Sebenarnya masih sangat banyak pertanyaanku untuknya, karena aku memang sedang sangat bingung.
"Itu tidak penting. Yang penting, apa kau ingin hidup lagi?"
Apa'an sih si cinta budaya ini? baginya mungkin tidak penting, tapi bagiku ini sangat penting.
"Yah... mungkin." Jawabku ragu.
"Kalau begitu, aku akan berikan kau sebuah kekuatan, kau bisa memilih salah satu dari daftar," Dia nengeluarkan sebuah buku dari balik bajunya. "Kekuatan sihir yang..."

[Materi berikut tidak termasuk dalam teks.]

mod common;

use std::sync::Arc;

use axum::{
    body::Body,
    http::{Request, StatusCode},
};
use common::{subject_seed, test_config, MockLedger, SUBJECT};
use memograde::api::{FlowResponse, TransactionSummary};
use memograde::flows::GradingService;
use memograde::server::build_router;
use tower::ServiceExt; // for oneshot

fn app(auth_token: Option<String>) -> (Arc<MockLedger>, axum::Router) {
    let ledger = Arc::new(MockLedger::with_accounts());
    let service = GradingService::new(test_config(), ledger.clone()).unwrap();
    (ledger, build_router(Arc::new(service), auth_token))
}

fn post_json(uri: &str, body: serde_json::Value) -> Request<Body> {
    Request::builder()
        .method("POST")
        .uri(uri)
        .header("content-type", "application/json")
        .body(Body::from(serde_json::to_vec(&body).unwrap()))
        .unwrap()
}

async fn read_flow(response: axum::response::Response) -> FlowResponse {
    let bytes = axum::body::to_bytes(response.into_body(), 64 * 1024).await.unwrap();
    serde_json::from_slice(&bytes).unwrap()
}

fn auth_body() -> serde_json::Value {
    serde_json::json!({
        "publicKey": SUBJECT,
        "studentId": "S1",
        "pin": "1234",
        "secretKey": subject_seed(),
    })
}

#[tokio::test]
async fn authorization_endpoint_happy_path() {
    let (_ledger, app) = app(None);
    let response = app
        .oneshot(post_json("/authorization/new", auth_body()))
        .await
        .unwrap();
    assert_eq!(response.status(), StatusCode::OK);
    let flow = read_flow(response).await;
    assert_eq!(flow.status, "OK");
    assert!(!flow.transaction_hash.is_empty());
    assert!(flow.error_log.is_empty());
}

#[tokio::test]
async fn missing_field_is_a_400_with_the_uniform_envelope() {
    let (ledger, app) = app(None);
    let body = serde_json::json!({ "publicKey": SUBJECT, "pin": "1234" });
    let response = app
        .oneshot(post_json("/authorization/new", body))
        .await
        .unwrap();
    assert_eq!(response.status(), StatusCode::BAD_REQUEST);
    let flow = read_flow(response).await;
    assert_eq!(flow.status, "Fail");
    assert!(flow.transaction_hash.is_empty());
    assert!(!flow.error_log.is_empty());
    // No ledger call may happen on a validation failure.
    assert_eq!(ledger.submit_count.load(std::sync::atomic::Ordering::SeqCst), 0);
}

#[tokio::test]
async fn duplicate_authorization_maps_to_conflict() {
    let (_ledger, app) = app(None);
    let first = app
        .clone()
        .oneshot(post_json("/authorization/new", auth_body()))
        .await
        .unwrap();
    assert_eq!(first.status(), StatusCode::OK);

    let second = app
        .oneshot(post_json("/authorization/new", auth_body()))
        .await
        .unwrap();
    assert_eq!(second.status(), StatusCode::CONFLICT);
    let flow = read_flow(second).await;
    assert_eq!(flow.status, "Fail");
}

#[tokio::test]
async fn submit_and_check_endpoints() {
    let (_ledger, app) = app(None);
    app.clone()
        .oneshot(post_json("/authorization/new", auth_body()))
        .await
        .unwrap();

    let submit_body = serde_json::json!({
        "publicKey": SUBJECT,
        "studentId": "S1",
        "pin": "1234",
        "code": "ABC",
    });
    let response = app
        .clone()
        .oneshot(post_json("/submit", submit_body.clone()))
        .await
        .unwrap();
    assert_eq!(response.status(), StatusCode::OK);
    let flow = read_flow(response).await;
    assert_eq!(flow.status, "OK");

    let response = app
        .clone()
        .oneshot(post_json("/check", submit_body))
        .await
        .unwrap();
    assert_eq!(response.status(), StatusCode::OK);
    let flow = read_flow(response).await;
    assert_eq!(flow.status, "OK");
    assert!(flow.transaction_hash.is_empty());

    let wrong = serde_json::json!({
        "publicKey": SUBJECT,
        "studentId": "S1",
        "pin": "1234",
        "code": "WRONG",
    });
    let response = app.oneshot(post_json("/check", wrong)).await.unwrap();
    assert_eq!(response.status(), StatusCode::UNPROCESSABLE_ENTITY);
}

#[tokio::test]
async fn check_before_authorization_is_unauthorized() {
    let (_ledger, app) = app(None);
    let body = serde_json::json!({
        "publicKey": SUBJECT,
        "studentId": "S1",
        "pin": "1234",
        "code": "",
    });
    let response = app.oneshot(post_json("/check", body)).await.unwrap();
    assert_eq!(response.status(), StatusCode::UNAUTHORIZED);
}

#[tokio::test]
async fn transaction_history_endpoint() {
    let (_ledger, app) = app(None);
    app.clone()
        .oneshot(post_json("/authorization/new", auth_body()))
        .await
        .unwrap();

    let request = Request::builder()
        .uri("/transaction/ISSUER")
        .body(Body::empty())
        .unwrap();
    let response = app.oneshot(request).await.unwrap();
    assert_eq!(response.status(), StatusCode::OK);
    let bytes = axum::body::to_bytes(response.into_body(), 64 * 1024).await.unwrap();
    let history: Vec<TransactionSummary> = serde_json::from_slice(&bytes).unwrap();
    assert_eq!(history.len(), 1);
    assert_eq!(history[0].operations.len(), 4);
    assert_eq!(history[0].operations[1].type_name, "change_trust");
}

#[tokio::test]
async fn ledger_outage_maps_to_service_unavailable() {
    let (ledger, app) = app(None);
    ledger
        .unavailable
        .store(true, std::sync::atomic::Ordering::SeqCst);
    let response = app
        .oneshot(post_json("/authorization/new", auth_body()))
        .await
        .unwrap();
    assert_eq!(response.status(), StatusCode::SERVICE_UNAVAILABLE);
    let flow = read_flow(response).await;
    assert_eq!(flow.status, "Fail");
    assert!(flow.transaction_hash.is_empty());
    assert!(!flow.error_log.is_empty());
}

#[tokio::test]
async fn ledger_rejection_maps_to_bad_gateway() {
    let (ledger, app) = app(None);
    ledger
        .reject_next
        .store(true, std::sync::atomic::Ordering::SeqCst);
    let response = app
        .oneshot(post_json("/authorization/new", auth_body()))
        .await
        .unwrap();
    assert_eq!(response.status(), StatusCode::BAD_GATEWAY);
    let flow = read_flow(response).await;
    assert_eq!(flow.status, "Fail");
    assert!(flow.transaction_hash.is_empty());
    assert!(!flow.error_log.is_empty());
}

#[tokio::test]
async fn bearer_guard_when_configured() {
    let (_ledger, app) = app(Some("sekrit".to_string()));

    let response = app
        .clone()
        .oneshot(post_json("/authorization/new", auth_body()))
        .await
        .unwrap();
    assert_eq!(response.status(), StatusCode::UNAUTHORIZED);

    let mut request = post_json("/authorization/new", auth_body());
    request
        .headers_mut()
        .insert("authorization", "Bearer sekrit".parse().unwrap());
    let response = app.oneshot(request).await.unwrap();
    assert_eq!(response.status(), StatusCode::OK);
}
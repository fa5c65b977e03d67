// Copyright (c) 2026 memograde developers. Licensed under MIT.
//! reqwest implementation of the [`Ledger`] trait against a Horizon-style
//! REST surface. Every call carries the client-wide timeout; a timeout or
//! connect failure surfaces as `LedgerError::Unavailable`.

use std::collections::HashMap;
use std::time::Duration;

use async_trait::async_trait;
use reqwest::{Client, StatusCode};
use serde::Deserialize;

use super::{AccountState, AssetBalance, Ledger, LedgerError, OperationRecord, SubmitResult, TransactionRecord};
use crate::txbuild::SignedEnvelope;

const PAGE_LIMIT: usize = 200;

#[derive(Debug, Clone)]
pub struct HorizonLedger {
    base_url: String,
    client: Client,
}

#[derive(Deserialize)]
struct RawBalance {
    #[serde(default)]
    asset_code: Option<String>,
    #[serde(default)]
    asset_issuer: Option<String>,
    balance: String,
}

#[derive(Deserialize)]
struct RawAccount {
    id: String,
    sequence: String,
    #[serde(default)]
    balances: Vec<RawBalance>,
}

#[derive(Deserialize)]
struct RawTransaction {
    id: String,
    paging_token: String,
    #[serde(default)]
    memo: Option<String>,
}

#[derive(Deserialize)]
struct RawOperation {
    id: String,
    paging_token: String,
    #[serde(rename = "type")]
    type_name: String,
    transaction_hash: String,
}

#[derive(Deserialize)]
struct Page<T> {
    _embedded: Embedded<T>,
}

#[derive(Deserialize)]
struct Embedded<T> {
    records: Vec<T>,
}

/// History records carry a cursor the next page request resumes from.
trait PagedRecord {
    fn paging_token(&self) -> &str;
}

impl PagedRecord for RawTransaction {
    fn paging_token(&self) -> &str {
        &self.paging_token
    }
}

impl PagedRecord for RawOperation {
    fn paging_token(&self) -> &str {
        &self.paging_token
    }
}

#[derive(Deserialize)]
struct SubmitOk {
    hash: String,
}

#[derive(Deserialize)]
struct ProblemBody {
    #[serde(default)]
    title: Option<String>,
    #[serde(default)]
    detail: Option<String>,
}

fn transport_err(e: reqwest::Error) -> LedgerError {
    LedgerError::Unavailable(e.to_string())
}

impl HorizonLedger {
    pub fn new(base_url: &str, timeout: Duration) -> Result<Self, LedgerError> {
        let client = Client::builder()
            .timeout(timeout)
            .build()
            .map_err(transport_err)?;
        Ok(Self {
            base_url: base_url.trim_end_matches('/').to_string(),
            client,
        })
    }

    async fn get_page<T: serde::de::DeserializeOwned>(
        &self,
        path: &str,
        cursor: Option<&str>,
    ) -> Result<Vec<T>, LedgerError> {
        let mut url = format!(
            "{}{}?limit={}&order=asc",
            self.base_url, path, PAGE_LIMIT
        );
        if let Some(c) = cursor {
            url.push_str("&cursor=");
            url.push_str(c);
        }
        let resp = self.client.get(&url).send().await.map_err(transport_err)?;
        match resp.status() {
            StatusCode::NOT_FOUND => Err(LedgerError::NotFound),
            s if s.is_success() => {
                let page: Page<T> = resp.json().await.map_err(transport_err)?;
                Ok(page._embedded.records)
            }
            s => Err(LedgerError::Unavailable(format!("query failed: {s}"))),
        }
    }

    /// Follows paging cursors until a short page signals the end of the
    /// collection.
    async fn collect_pages<T>(&self, path: &str) -> Result<Vec<T>, LedgerError>
    where
        T: serde::de::DeserializeOwned + PagedRecord,
    {
        let mut out: Vec<T> = Vec::new();
        let mut cursor: Option<String> = None;
        loop {
            let records: Vec<T> = self.get_page(path, cursor.as_deref()).await?;
            let short_page = records.len() < PAGE_LIMIT;
            cursor = records.last().map(|r| r.paging_token().to_string());
            out.extend(records);
            if short_page {
                return Ok(out);
            }
        }
    }
}

#[async_trait]
impl Ledger for HorizonLedger {
    async fn get_account(&self, id: &str) -> Result<AccountState, LedgerError> {
        let url = format!("{}/accounts/{}", self.base_url, id);
        let resp = self.client.get(&url).send().await.map_err(transport_err)?;
        match resp.status() {
            StatusCode::NOT_FOUND => Err(LedgerError::NotFound),
            s if s.is_success() => {
                let raw: RawAccount = resp.json().await.map_err(transport_err)?;
                let sequence = raw
                    .sequence
                    .parse::<i64>()
                    .map_err(|e| LedgerError::Unavailable(format!("bad sequence: {e}")))?;
                let balances = raw
                    .balances
                    .into_iter()
                    .filter_map(|b| match (b.asset_code, b.asset_issuer) {
                        // Native balances carry no code/issuer pair.
                        (Some(code), Some(issuer)) => Some(AssetBalance {
                            asset_code: code,
                            asset_issuer: issuer,
                            balance: b.balance,
                        }),
                        _ => None,
                    })
                    .collect();
                Ok(AccountState {
                    id: raw.id,
                    sequence,
                    balances,
                })
            }
            s => Err(LedgerError::Unavailable(format!("account query failed: {s}"))),
        }
    }

    async fn get_transactions(&self, id: &str) -> Result<Vec<TransactionRecord>, LedgerError> {
        let transactions: Vec<RawTransaction> = self
            .collect_pages(&format!("/accounts/{id}/transactions"))
            .await?;
        let operations: Vec<RawOperation> = self
            .collect_pages(&format!("/accounts/{id}/operations"))
            .await?;

        let mut by_tx: HashMap<String, Vec<OperationRecord>> = HashMap::new();
        for op in operations {
            by_tx.entry(op.transaction_hash).or_default().push(OperationRecord {
                id: op.id,
                type_name: op.type_name,
            });
        }

        Ok(transactions
            .into_iter()
            .map(|tx| {
                let operations = by_tx.remove(&tx.id).unwrap_or_default();
                TransactionRecord {
                    id: tx.id,
                    memo: tx.memo,
                    operations,
                }
            })
            .collect())
    }

    async fn submit(&self, envelope: &SignedEnvelope) -> Result<SubmitResult, LedgerError> {
        let url = format!("{}/transactions", self.base_url);
        let resp = self
            .client
            .post(&url)
            .json(envelope)
            .send()
            .await
            .map_err(transport_err)?;

        let status = resp.status();
        if status.is_success() {
            let ok: SubmitOk = resp.json().await.map_err(transport_err)?;
            return Ok(SubmitResult { hash: ok.hash });
        }

        // Rate limiting and server-side outages are retryable; everything
        // else means the ledger looked at the envelope and said no.
        if status == StatusCode::TOO_MANY_REQUESTS || status.is_server_error() {
            return Err(LedgerError::Unavailable(format!("submit failed: {status}")));
        }
        let cause = match resp.json::<ProblemBody>().await {
            Ok(body) => body
                .detail
                .or(body.title)
                .unwrap_or_else(|| status.to_string()),
            Err(_) => status.to_string(),
        };
        Err(LedgerError::Rejected(cause))
    }
}
// Copyright (c) 2026 memograde developers. Licensed under MIT.
//! Flow orchestration: authorization, code submission, code check, and the
//! history read path. Each flow runs to completion within its request; the
//! external ledger is the only source of truth. Submitting flows serialize
//! on `issuer_lock` so issuer sequence numbers never race and the
//! duplicate check is re-validated right before submission.

use std::sync::Arc;

use ed25519_dalek::SigningKey;
use tokio::sync::Mutex;

use crate::api::{
    AuthorizationRequest, CheckRequest, FlowResponse, OperationSummary, SubmitRequest,
    TransactionSummary,
};
use crate::config::ServiceConfig;
use crate::errors::ServiceError;
use crate::ledger::{Ledger, LedgerError};
use crate::memo;
use crate::token;
use crate::txbuild::{self, Asset, Operation, TransactionDraft, TxError, MIN_BASE_FEE};

pub struct GradingService {
    cfg: ServiceConfig,
    ledger: Arc<dyn Ledger>,
    issuer_key: SigningKey,
    issuer_lock: Mutex<()>,
}

fn require(value: &str, name: &str) -> Result<(), ServiceError> {
    if value.is_empty() {
        return Err(ServiceError::Validation(format!("{name} must not be empty")));
    }
    Ok(())
}

fn tx_err(e: TxError) -> ServiceError {
    match e {
        TxError::BadKey(msg) => ServiceError::Validation(format!("bad key: {msg}")),
        TxError::BadBundle(msg) | TxError::Encode(msg) => {
            tracing::error!(%msg, "envelope construction failed");
            ServiceError::Internal
        }
    }
}

impl GradingService {
    pub fn new(cfg: ServiceConfig, ledger: Arc<dyn Ledger>) -> Result<Self, ServiceError> {
        let issuer_key = txbuild::parse_signing_key(&cfg.issuer_secret).map_err(tx_err)?;
        Ok(Self {
            cfg,
            ledger,
            issuer_key,
            issuer_lock: Mutex::new(()),
        })
    }

    fn reward_asset(&self) -> Asset {
        Asset::Credit {
            code: self.cfg.reward_asset_code.clone(),
            issuer: self.cfg.issuer_public.clone(),
        }
    }

    /// Memo history of the issuing account, the protocol's verification
    /// store. A missing issuer account is an environment fault, not an
    /// absent token.
    async fn issuer_memos(&self) -> Result<Vec<String>, ServiceError> {
        match memo::fetch_memos(self.ledger.as_ref(), &self.cfg.issuer_public).await {
            Ok(memos) => Ok(memos),
            Err(LedgerError::NotFound) => Err(ServiceError::LedgerUnavailable(
                "issuing account missing from ledger".to_string(),
            )),
            Err(e) => Err(e.into()),
        }
    }

    async fn issuer_sequence(&self) -> Result<i64, ServiceError> {
        match self.ledger.get_account(&self.cfg.issuer_public).await {
            Ok(account) => Ok(account.sequence),
            Err(LedgerError::NotFound) => Err(ServiceError::LedgerUnavailable(
                "issuing account missing from ledger".to_string(),
            )),
            Err(e) => Err(e.into()),
        }
    }

    /// Authorization: at most once per subject account. Sponsorship must
    /// bracket the trust line exactly, and the reward payment rides in the
    /// same atomic bundle.
    pub async fn authorize(&self, req: &AuthorizationRequest) -> Result<FlowResponse, ServiceError> {
        require(&req.public_key, "publicKey")?;
        require(&req.student_id, "studentId")?;
        require(&req.pin, "pin")?;

        let subject_key = match &req.secret_key {
            Some(seed) => Some(txbuild::parse_signing_key(seed).map_err(tx_err)?),
            None => None,
        };

        let auth_token = token::derive_auth_token(&req.student_id, &req.pin, &req.public_key);

        // First pass outside the lock gives early failures; both checks run
        // again under the lock since check-then-act is a race window.
        let subject = self.ledger.get_account(&req.public_key).await?;
        if subject.has_trustline(&self.cfg.reward_asset_code, &self.cfg.issuer_public) {
            return Err(ServiceError::AlreadyAuthorized);
        }

        let _guard = self.issuer_lock.lock().await;

        let subject = self.ledger.get_account(&req.public_key).await?;
        if subject.has_trustline(&self.cfg.reward_asset_code, &self.cfg.issuer_public) {
            return Err(ServiceError::AlreadyAuthorized);
        }
        if memo::contains(&auth_token, &self.issuer_memos().await?) {
            return Err(ServiceError::AlreadyAuthorized);
        }

        let sequence = self.issuer_sequence().await?;

        let (operations, signers): (Vec<Operation>, Vec<&SigningKey>) = match &subject_key {
            Some(subject_signer) => (
                vec![
                    Operation::BeginSponsoring {
                        sponsored: req.public_key.clone(),
                    },
                    Operation::ChangeTrust {
                        trustor: req.public_key.clone(),
                        asset: self.reward_asset(),
                        limit: "922337203685.4775807".to_string(),
                    },
                    Operation::EndSponsoring {
                        source: req.public_key.clone(),
                    },
                    Operation::Payment {
                        destination: req.public_key.clone(),
                        asset: self.reward_asset(),
                        amount: self.cfg.auth_reward_amount.clone(),
                    },
                ],
                vec![&self.issuer_key, subject_signer],
            ),
            // Prototype variant: no subject signature available, so no
            // trust line; the reward is a native payment and at-most-once
            // rests on the memo check alone.
            None => (
                vec![Operation::Payment {
                    destination: req.public_key.clone(),
                    asset: Asset::Native,
                    amount: self.cfg.auth_reward_amount.clone(),
                }],
                vec![&self.issuer_key],
            ),
        };

        let draft = TransactionDraft {
            source: self.cfg.issuer_public.clone(),
            sequence: sequence + 1,
            fee: MIN_BASE_FEE * operations.len() as u32,
            timeout_secs: self.cfg.tx_timeout_secs,
            memo: auth_token,
            operations,
        };
        let envelope =
            txbuild::sign(draft, &self.cfg.network_passphrase, &signers).map_err(tx_err)?;

        // One-shot: a rejection comes back to the caller as-is, no retry.
        let result = self.ledger.submit(&envelope).await?;
        metrics::counter!("memograde_authorizations_total", 1);
        tracing::info!(subject = %req.public_key, hash = %result.hash, "authorization recorded");
        Ok(FlowResponse::ok(result.hash))
    }

    /// Code submission: gated on an observed authorization memo, then
    /// records the submission token in a fresh memo.
    pub async fn submit_code(&self, req: &SubmitRequest) -> Result<FlowResponse, ServiceError> {
        require(&req.public_key, "publicKey")?;
        require(&req.student_id, "studentId")?;
        require(&req.pin, "pin")?;
        require(&req.code, "code")?;

        let auth_token = token::derive_auth_token(&req.student_id, &req.pin, &req.public_key);
        if !memo::contains(&auth_token, &self.issuer_memos().await?) {
            return Err(ServiceError::Unauthorized);
        }
        let submission_token = token::derive_submission_token(&auth_token, &req.code);

        let _guard = self.issuer_lock.lock().await;

        let sequence = self.issuer_sequence().await?;
        let draft = TransactionDraft {
            source: self.cfg.issuer_public.clone(),
            sequence: sequence + 1,
            fee: MIN_BASE_FEE,
            timeout_secs: self.cfg.tx_timeout_secs,
            memo: submission_token,
            operations: vec![Operation::Payment {
                destination: req.public_key.clone(),
                asset: self.reward_asset(),
                amount: self.cfg.submit_amount.clone(),
            }],
        };
        let envelope =
            txbuild::sign(draft, &self.cfg.network_passphrase, &[&self.issuer_key]).map_err(tx_err)?;

        let result = self.ledger.submit(&envelope).await?;
        metrics::counter!("memograde_submissions_total", 1);
        tracing::info!(subject = %req.public_key, hash = %result.hash, "code submission recorded");
        Ok(FlowResponse::ok(result.hash))
    }

    /// Pure verification, no ledger write. Idempotent and safe to retry.
    pub async fn check_code(&self, req: &CheckRequest) -> Result<FlowResponse, ServiceError> {
        require(&req.public_key, "publicKey")?;
        require(&req.student_id, "studentId")?;
        require(&req.pin, "pin")?;

        let auth_token = token::derive_auth_token(&req.student_id, &req.pin, &req.public_key);
        let memos = self.issuer_memos().await?;
        if !memo::contains(&auth_token, &memos) {
            return Err(ServiceError::Unauthorized);
        }
        // Empty code checks the authorization memo alone.
        if !req.code.is_empty() {
            let submission_token = token::derive_submission_token(&auth_token, &req.code);
            if !memo::contains(&submission_token, &memos) {
                return Err(ServiceError::CodeMismatch);
            }
        }
        metrics::counter!("memograde_checks_total", 1);
        Ok(FlowResponse::ok(""))
    }

    /// Transaction/operation history of an account, as the ledger reports it.
    pub async fn history(&self, public_key: &str) -> Result<Vec<TransactionSummary>, ServiceError> {
        require(public_key, "pub_key")?;
        let transactions = self.ledger.get_transactions(public_key).await?;
        Ok(transactions
            .into_iter()
            .map(|tx| TransactionSummary {
                transaction_id: tx.id,
                operations: tx
                    .operations
                    .into_iter()
                    .map(|op| OperationSummary {
                        operation_id: op.id,
                        type_name: op.type_name,
                    })
                    .collect(),
            })
            .collect())
    }
}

Aku memotongnya, "Aku nggak akan mau baca sebegitu banyak."
"Jadi loe maunya apa, kampret?"
Hah? Aku ingin tahu, dia ini sebenarnya siapa sih?.
"Kalo gitu, aku mau punya kekuatan kaya burung phoenix."
"Hoo~ Pilihan yang bagus, walau sebenarnya itu tidak ada di buku ini sih."
Orang itu tiba-tiba berdiri. Dan saat orang itu berdiri, lingkaran sihir berwarna hitam terbentuk di bawahnya dan di bawahku.
Dengan sendirinya aku berdiri, "Apa ini?" Tanyaku panik.
"Dengan kekuatan para Dewa dan atas permintan maaf kami."
Para Dewa? Apa maksudnya? Apa dia itu Dewa? Dan kenapa dia meminta maaf?.
"Aku bangkitkan dan berikan kau sebuah bakat di dunia yang terbentuk lima ratus tahun silam."
Dan... segera setelah dia merapal itu, cahaya putih biru menghujani tempat aku berdiri.